The Nobel Prize winning scientist is the former president of Rockefeller University, the highly respected biomedical research center on the Upper East Side, and current director and CEO of the UK Centre for Medical Research and Innovation.
The son of a chauffeur and a house cleaner, British-born Nurse initially didn't go to college because he lacked the basic foreign language qualifications needed to enroll. Instead, he worked as a technician at a Guinness beer factory until a genetics professor at a nearby university noticed his application and helped him bypass the language requirement. Nurse took an interest in zoology and cell cycles as an undergrad before enrolling in a PhD program in genetics.
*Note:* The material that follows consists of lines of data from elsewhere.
use super::{MotionSink, SCROLL_UNITS_PER_DETENT};
use crate::error::Error;
use evdev::uinput::{VirtualDevice, VirtualDeviceBuilder};
use evdev::{AttributeSet, BusType, EventType, InputEvent, InputId, Key, RelativeAxisType};
use parking_lot::Mutex;

pub const VIRTUAL_DEVICE_NAME: &str = "edgepad virtual pointer";

/// Carries the part of hi-res scrolling that does not make a whole detent
/// yet, for clients that only read the legacy wheel axes.
#[derive(Debug, Default)]
struct WheelRemainder(i32);

impl WheelRemainder {
    fn push(&mut self, amount: i32) -> i32 {
        self.0 += amount;
        let detents = self.0 / SCROLL_UNITS_PER_DETENT;
        self.0 -= detents * SCROLL_UNITS_PER_DETENT;
        detents
    }
}

struct Inner {
    device: VirtualDevice,
    wheel: WheelRemainder,
    hwheel: WheelRemainder,
}

/// A uinput mouse. Destroyed when dropped.
pub struct VirtualPointer {
    inner: Mutex<Inner>,
}

impl VirtualPointer {
    pub fn open(name: &str) -> Result<Self, Error> {
        let sink_err = |context| move |source| Error::MotionSink { context, source };

        let keys: AttributeSet<Key> = [Key::BTN_LEFT].into_iter().collect();
        let axes: AttributeSet<RelativeAxisType> = [
            RelativeAxisType::REL_X,
            RelativeAxisType::REL_Y,
            RelativeAxisType::REL_WHEEL,
            RelativeAxisType::REL_HWHEEL,
            RelativeAxisType::REL_WHEEL_HI_RES,
            RelativeAxisType::REL_HWHEEL_HI_RES,
        ]
        .into_iter()
        .collect();

        let device = VirtualDeviceBuilder::new()
            .map_err(sink_err("cannot open /dev/uinput"))?
            .name(name)
            .input_id(InputId::new(BusType::BUS_USB, 0x1234, 0x5678, 0))
            .with_keys(&keys)
            .map_err(sink_err("cannot register buttons"))?
            .with_relative_axes(&axes)
            .map_err(sink_err("cannot register relative axes"))?
            .build()
            .map_err(sink_err("cannot create device"))?;

        Ok(Self {
            inner: Mutex::new(Inner {
                device,
                wheel: WheelRemainder::default(),
                hwheel: WheelRemainder::default(),
            }),
        })
    }

    /// `VirtualDevice::emit` ends the report with `SYN_REPORT` itself.
    fn emit(device: &mut VirtualDevice, events: &[InputEvent]) -> Result<(), Error> {
        device.emit(events).map_err(|source| Error::MotionSink {
            context: "cannot write to /dev/uinput",
            source,
        })
    }

    fn scroll(&self, hi_res: RelativeAxisType, legacy: RelativeAxisType, amount: i32) -> Result<(), Error> {
        let mut inner = self.inner.lock();
        let Inner {
            device,
            wheel,
            hwheel,
        } = &mut *inner;
        let remainder = if legacy == RelativeAxisType::REL_WHEEL { wheel } else { hwheel };

        let events = scroll_events(hi_res, legacy, amount, remainder.push(amount));
        Self::emit(device, &events)
    }
}

fn motion_events(dx: i32, dy: i32) -> Vec<InputEvent> {
    let mut events = Vec::with_capacity(2);
    if dx != 0 {
        events.push(relative(RelativeAxisType::REL_X, dx));
    }
    if dy != 0 {
        events.push(relative(RelativeAxisType::REL_Y, dy));
    }
    events
}

fn scroll_events(hi_res: RelativeAxisType, legacy: RelativeAxisType, amount: i32, detents: i32) -> Vec<InputEvent> {
    let mut events = vec![relative(hi_res, amount)];
    if detents != 0 {
        events.push(relative(legacy, detents));
    }
    events
}

fn relative(axis: RelativeAxisType, value: i32) -> InputEvent {
    InputEvent::new(EventType::RELATIVE, axis.0, value)
}

impl MotionSink for VirtualPointer {
    fn move_relative(&self, dx: i32, dy: i32) -> Result<(), Error> {
        let events = motion_events(dx, dy);
        if events.is_empty() {
            return Ok(());
        }
        Self::emit(&mut self.inner.lock().device, &events)
    }

    fn scroll_vertical(&self, amount: i32) -> Result<(), Error> {
        self.scroll(RelativeAxisType::REL_WHEEL_HI_RES, RelativeAxisType::REL_WHEEL, amount)
    }

    fn scroll_horizontal(&self, amount: i32) -> Result<(), Error> {
        self.scroll(RelativeAxisType::REL_HWHEEL_HI_RES, RelativeAxisType::REL_HWHEEL, amount)
    }
}

#[cfg(test)]
mod tests {
    use super::*;

    #[test]
    fn remainder_emits_whole_detents() {
        let mut remainder = WheelRemainder::default();
        assert_eq!(remainder.push(60), 0);
        assert_eq!(remainder.push(70), 1);
        assert_eq!(remainder.push(-20), 0);
        assert_eq!(remainder.push(-130), -1);
        assert_eq!(remainder.push(360), 2);
    }

    fn codes(events: &[InputEvent]) -> Vec<(EventType, u16, i32)> {
        events.iter().map(|e| (e.event_type(), e.code(), e.value())).collect()
    }

    #[test]
    fn reports_carry_no_sync_of_their_own() {
        let rel = EventType::RELATIVE;
        assert_eq!(
            codes(&motion_events(1, -1)),
            vec![(rel, RelativeAxisType::REL_X.0, 1), (rel, RelativeAxisType::REL_Y.0, -1)]
        );
        assert_eq!(codes(&motion_events(0, 2)), vec![(rel, RelativeAxisType::REL_Y.0, 2)]);
        assert!(motion_events(0, 0).is_empty());

        let wheel = scroll_events(RelativeAxisType::REL_WHEEL_HI_RES, RelativeAxisType::REL_WHEEL, 240, 2);
        assert_eq!(
            codes(&wheel),
            vec![
                (rel, RelativeAxisType::REL_WHEEL_HI_RES.0, 240),
                (rel, RelativeAxisType::REL_WHEEL.0, 2),
            ]
        );
        let partial = scroll_events(RelativeAxisType::REL_HWHEEL_HI_RES, RelativeAxisType::REL_HWHEEL, -30, 0);
        assert_eq!(codes(&partial), vec![(rel, RelativeAxisType::REL_HWHEEL_HI_RES.0, -30)]);
    }
}
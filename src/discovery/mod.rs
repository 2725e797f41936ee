#[cfg(target_os = "linux")]
pub mod evdev_discovery;

use crate::error::{Capability, Error, NotFound};
use std::path::PathBuf;
use tracing::warn;

/// Substring expected in a touchpad's device name.
pub const TOUCHPAD_MARKER: &str = "Touchpad";

/// Added to the score of a device whose name matches the requested one, so
/// it is kept even when it is structurally unfit and can be reported as
/// unsupported instead of silently skipped.
pub const NAME_MATCH_BONUS: u32 = 100;

/// How much a device looks like a touchpad.
#[derive(Clone, Debug, Default, PartialEq, Eq)]
pub struct DeviceResemblance {
    pub name: String,
    pub has_abs: bool,
    pub has_xy: bool,
    pub has_mt: bool,
    pub has_keys: bool,
    pub has_touch_key: bool,
    pub has_press_key: bool,
    pub name_has_marker: bool,
}

impl DeviceResemblance {
    /// Whether the mandatory capabilities for a candidate are all present.
    pub fn is_candidate(&self) -> bool {
        self.has_abs && (self.has_xy || self.has_mt) && self.has_keys && self.has_touch_key
    }

    pub fn score(&self) -> u32 {
        if !self.is_candidate() {
            return 0;
        }
        2 * self.name_has_marker as u32
            + 2 * self.has_xy as u32
            + self.has_mt as u32
            + self.has_press_key as u32
    }

    /// First capability without which the device cannot be driven.
    pub fn missing_capability(&self) -> Option<Capability> {
        if !self.has_abs {
            Some(Capability::AbsoluteEvents)
        } else if !self.has_xy && self.has_mt {
            Some(Capability::MultiTouchOnly)
        } else if !self.has_xy {
            Some(Capability::AbsoluteXY)
        } else if !self.has_keys {
            Some(Capability::KeyEvents)
        } else {
            None
        }
    }

    fn flags(&self) -> String {
        let flags = [
            (self.has_abs, "abs"),
            (self.has_xy, "xy"),
            (self.has_mt, "mt"),
            (self.has_keys, "keys"),
            (self.has_touch_key, "touch"),
            (self.has_press_key, "press"),
            (self.name_has_marker, "named"),
        ];
        flags
            .iter()
            .map(|(set, name)| format!("{}{}", if *set { '+' } else { '-' }, name))
            .collect::<Vec<_>>()
            .join(" ")
    }
}

#[derive(Clone, Debug)]
pub struct Candidate {
    pub path: PathBuf,
    pub resemblance: DeviceResemblance,
}

impl Candidate {
    pub fn describe(&self) -> String {
        format!(
            "{:?} on {} score={} [{}]",
            self.resemblance.name,
            self.path.display(),
            self.resemblance.score(),
            self.resemblance.flags()
        )
    }

    fn rank(&self, device_name: Option<&str>) -> u32 {
        match device_name {
            None => self.resemblance.score(),
            Some(name) if self.resemblance.name == name => {
                NAME_MATCH_BONUS + self.resemblance.score()
            }
            Some(_) => 0,
        }
    }
}

/// Picks the highest ranked candidate. The first one seen wins ties.
pub fn select_best<'a>(candidates: &'a [Candidate], device_name: Option<&str>) -> Option<&'a Candidate> {
    let mut best = None;
    let mut best_rank = 0;
    for candidate in candidates {
        let rank = candidate.rank(device_name);
        if rank > best_rank {
            best = Some(candidate);
            best_rank = rank;
        }
    }
    best
}

pub fn not_found(candidates: &[Candidate], device_name: Option<&str>) -> Error {
    Error::DeviceNotFound(match device_name {
        _ if candidates.is_empty() => NotFound::NoDevices,
        Some(name) => NotFound::NoDeviceNamed(name.to_string()),
        None => NotFound::NoTouchpad,
    })
}

/// Fails on a missing mandatory capability and warns about optional ones.
pub fn check_supported(resemblance: &DeviceResemblance, device_name: Option<&str>) -> Result<(), Error> {
    if let Some(missing) = resemblance.missing_capability() {
        return Err(Error::DeviceUnsupported {
            device: resemblance.name.clone(),
            missing,
        });
    }
    if !resemblance.name_has_marker && device_name.is_none() {
        warn!(
            device = %resemblance.name,
            "selected device does not have {:?} in its name", TOUCHPAD_MARKER
        );
    }
    if !resemblance.has_touch_key {
        warn!(device = %resemblance.name, "device has no touch key, touches will not be seen");
    }
    if !resemblance.has_press_key {
        warn!(device = %resemblance.name, "device has no press key, presses will not be seen");
    }
    Ok(())
}
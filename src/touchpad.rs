//! Touchpad state shared between the frame reducer and the controllers.
//!
//! The reducer is the only writer. Controllers copy a [`TouchpadSnapshot`]
//! and, when nothing they care about is going on, block on one of the
//! [`Gate`]s until the reducer signals it. Every gate carries an epoch that
//! is bumped under the lock when it fires, so a waiter passing the snapshot
//! it acted on never sleeps through a signal that came in between.

use crate::settings::EdgeLimits;
use parking_lot::{Condvar, Mutex};
use std::time::Duration;

/// Two touches closer together than this make a double tap.
pub const DOUBLE_TAP_WINDOW_MS: i64 = 250;

#[derive(Clone, Copy, Debug, Default, PartialEq, Eq)]
pub(crate) struct GateEpochs {
    pub(crate) touch: u64,
    pub(crate) press: u64,
    pub(crate) edge_touch: u64,
}

#[derive(Clone, Copy, Debug, Default, PartialEq, Eq)]
pub struct TouchpadSnapshot {
    pub x: i32,
    pub y: i32,
    /// -1 left edge, 1 right edge, 0 inside.
    pub edge_x: i8,
    /// -1 top edge, 1 bottom edge, 0 inside.
    pub edge_y: i8,
    pub touched: bool,
    pub pressed: bool,
    pub double_tapped: bool,
    /// The current touch started in the edge zone and has not left it.
    pub edge_touched: bool,
    pub(crate) epochs: GateEpochs,
}

#[derive(Clone, Copy, Debug, PartialEq, Eq)]
pub enum Gate {
    Touch,
    Press,
    TouchOrPress,
    EdgeTouch,
}

/// What a controller does after one iteration.
#[derive(Clone, Copy, Debug, PartialEq, Eq)]
pub enum Pace {
    Wait(Gate),
    Sleep(Duration),
}

#[derive(Clone, Copy, Debug, PartialEq, Eq)]
pub struct KeyTransition {
    pub pressed: bool,
    pub time_ms: i64,
}

/// Changes collected from one hardware report. `None` means unchanged.
#[derive(Clone, Copy, Debug, Default, PartialEq, Eq)]
pub struct PendingFrame {
    pub x: Option<i32>,
    pub y: Option<i32>,
    pub touch: Option<KeyTransition>,
    pub press: Option<bool>,
}

impl PendingFrame {
    pub fn is_empty(&self) -> bool {
        *self == PendingFrame::default()
    }
}

struct Shared {
    snapshot: TouchpadSnapshot,
    last_touch_ms: Option<i64>,
    open: bool,
}

#[derive(Default)]
struct Fired {
    touch: bool,
    press: bool,
    edge_touch: bool,
}

pub struct Touchpad {
    limits: EdgeLimits,
    no_edge_protection: bool,
    shared: Mutex<Shared>,
    touch: Condvar,
    press: Condvar,
    touch_or_press: Condvar,
    edge_touch: Condvar,
}

impl Touchpad {
    pub fn new(limits: EdgeLimits, no_edge_protection: bool) -> Self {
        Self {
            limits,
            no_edge_protection,
            shared: Mutex::new(Shared {
                snapshot: TouchpadSnapshot::default(),
                last_touch_ms: None,
                open: true,
            }),
            touch: Condvar::new(),
            press: Condvar::new(),
            touch_or_press: Condvar::new(),
            edge_touch: Condvar::new(),
        }
    }

    pub fn snapshot(&self) -> TouchpadSnapshot {
        self.shared.lock().snapshot
    }

    pub fn is_open(&self) -> bool {
        self.shared.lock().open
    }

    /// Wakes every waiter and makes all later waits return at once.
    pub fn close(&self) {
        self.shared.lock().open = false;
        self.touch.notify_all();
        self.press.notify_all();
        self.touch_or_press.notify_all();
        self.edge_touch.notify_all();
    }

    /// Applies one hardware report atomically and signals the gates it
    /// activated.
    pub fn commit(&self, frame: &PendingFrame) {
        let mut fired = Fired::default();
        {
            let mut shared = self.shared.lock();
            let Shared {
                snapshot: s,
                last_touch_ms,
                ..
            } = &mut *shared;

            if let Some(x) = frame.x {
                s.x = x;
                s.edge_x = self.limits.edge_x(x);
            }
            if let Some(y) = frame.y {
                s.y = y;
                s.edge_y = self.limits.edge_y(y);
            }

            let in_bounds = self.limits.contains(s.x, s.y);
            let accepted = in_bounds || self.no_edge_protection;
            if in_bounds && (frame.x.is_some() || frame.y.is_some()) {
                s.edge_touched = false;
            }

            match frame.touch {
                Some(KeyTransition { pressed: false, .. }) => {
                    s.touched = false;
                    s.double_tapped = false;
                    s.edge_touched = false;
                }
                Some(KeyTransition {
                    pressed: true,
                    time_ms,
                }) => {
                    if accepted {
                        fired.touch |= !s.touched;
                        s.touched = true;
                        let within_window = last_touch_ms
                            .is_some_and(|last| (0..DOUBLE_TAP_WINDOW_MS).contains(&(time_ms - last)));
                        if within_window {
                            fired.press |= !s.double_tapped;
                            s.double_tapped = true;
                        }
                    }
                    *last_touch_ms = Some(time_ms);
                    if !in_bounds {
                        fired.edge_touch |= !s.edge_touched;
                        s.edge_touched = true;
                    }
                }
                None => {}
            }

            match frame.press {
                Some(true) if accepted => {
                    fired.press |= !s.pressed;
                    s.pressed = true;
                }
                Some(false) => s.pressed = false,
                _ => {}
            }

            let epochs = &mut s.epochs;
            epochs.touch += fired.touch as u64;
            epochs.press += fired.press as u64;
            epochs.edge_touch += fired.edge_touch as u64;
        }

        if fired.touch {
            self.touch.notify_all();
        }
        if fired.press {
            self.press.notify_all();
        }
        if fired.touch || fired.press {
            self.touch_or_press.notify_all();
        }
        if fired.edge_touch {
            self.edge_touch.notify_all();
        }
    }

    /// Blocks until `gate` fires after `seen` was taken, or the touchpad is
    /// closed. The caller re-reads the snapshot; the condition that fired
    /// may already be over.
    pub fn wait(&self, gate: Gate, seen: &TouchpadSnapshot) {
        let seen = seen.epochs;
        let fired = |e: &GateEpochs| match gate {
            Gate::Touch => e.touch != seen.touch,
            Gate::Press => e.press != seen.press,
            Gate::TouchOrPress => e.touch != seen.touch || e.press != seen.press,
            Gate::EdgeTouch => e.edge_touch != seen.edge_touch,
        };
        let condvar = match gate {
            Gate::Touch => &self.touch,
            Gate::Press => &self.press,
            Gate::TouchOrPress => &self.touch_or_press,
            Gate::EdgeTouch => &self.edge_touch,
        };

        let mut shared = self.shared.lock();
        while shared.open && !fired(&shared.snapshot.epochs) {
            condvar.wait(&mut shared);
        }
    }
}
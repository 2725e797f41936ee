#[cfg(target_os = "linux")]
pub mod uinput;

use crate::error::Error;

/// Hi-res scroll units in one wheel detent.
pub const SCROLL_UNITS_PER_DETENT: i32 = 120;

/// Receives synthetic pointer motion. Both controllers share one sink, so
/// implementations serialize their own writes.
pub trait MotionSink: Send + Sync {
    fn move_relative(&self, dx: i32, dy: i32) -> Result<(), Error>;

    /// Positive scrolls up, in hi-res units.
    fn scroll_vertical(&self, amount: i32) -> Result<(), Error>;

    /// Positive scrolls right, in hi-res units.
    fn scroll_horizontal(&self, amount: i32) -> Result<(), Error>;
}
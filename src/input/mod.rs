#[cfg(target_os = "linux")]
pub mod evdev_backend;

use crate::error::Error;
use std::time::Duration;

#[derive(Clone, Copy, Debug, PartialEq, Eq)]
pub enum Axis {
    X,
    Y,
}

#[derive(Clone, Copy, Debug, PartialEq, Eq)]
pub enum Button {
    /// Finger on the surface.
    Touch,
    /// Physical click.
    Press,
}

#[derive(Clone, Copy, Debug, PartialEq, Eq)]
pub enum EventKind {
    Axis(Axis, i32),
    /// 0 is released, anything else is pressed.
    Key(Button, i32),
    /// End of one hardware report.
    Sync,
    Other,
}

/// One record read from the device.
#[derive(Clone, Copy, Debug, PartialEq, Eq)]
pub struct RawEvent {
    pub sec: i64,
    pub usec: i64,
    pub kind: EventKind,
}

impl RawEvent {
    pub fn new(kind: EventKind) -> Self {
        Self { sec: 0, usec: 0, kind }
    }

    pub fn at(mut self, sec: i64, usec: i64) -> Self {
        self.sec = sec;
        self.usec = usec;
        self
    }

    pub fn millis(&self) -> i64 {
        self.sec * 1000 + self.usec / 1000
    }
}

pub trait InputBackend: Send + 'static {
    /// Waits up to `timeout` for the device and returns what it had, which
    /// may be nothing.
    fn poll_events(&mut self, timeout: Duration) -> Result<Vec<RawEvent>, Error>;
}

#[cfg(test)]
mod tests {
    use super::*;

    #[test]
    fn millis_combine_seconds_and_micros() {
        let event = RawEvent::new(EventKind::Sync).at(12, 345_999);
        assert_eq!(event.millis(), 12_345);
        assert_eq!(RawEvent::new(EventKind::Sync).millis(), 0);
    }
}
He focused his research on fission yeast (which plays an important role in cancer research) during the '70s and '80s, and by the time he joined Oxford as chair of the department of microbiology in 1988, he'd already become an internationally recognized expert on the subject. He went on to become director of research at the Cancer Research Fund, the largest volunteer-sustained cancer research organization in the world, before sharing the Nobel Prize in 2001 for his work on "molecular mechanisms that regulate the cell cycle and the process by which a cell copies its genetic material and divides into two cells." He was tapped for his current position as president of Rockefeller University in 2003. A skilled fundraiser for the institution, he continues to work on fission yeast at Rockefeller University but has crossed the pond again as the first director of the UK Centre for Medical Research and Innovation. [Image via Getty]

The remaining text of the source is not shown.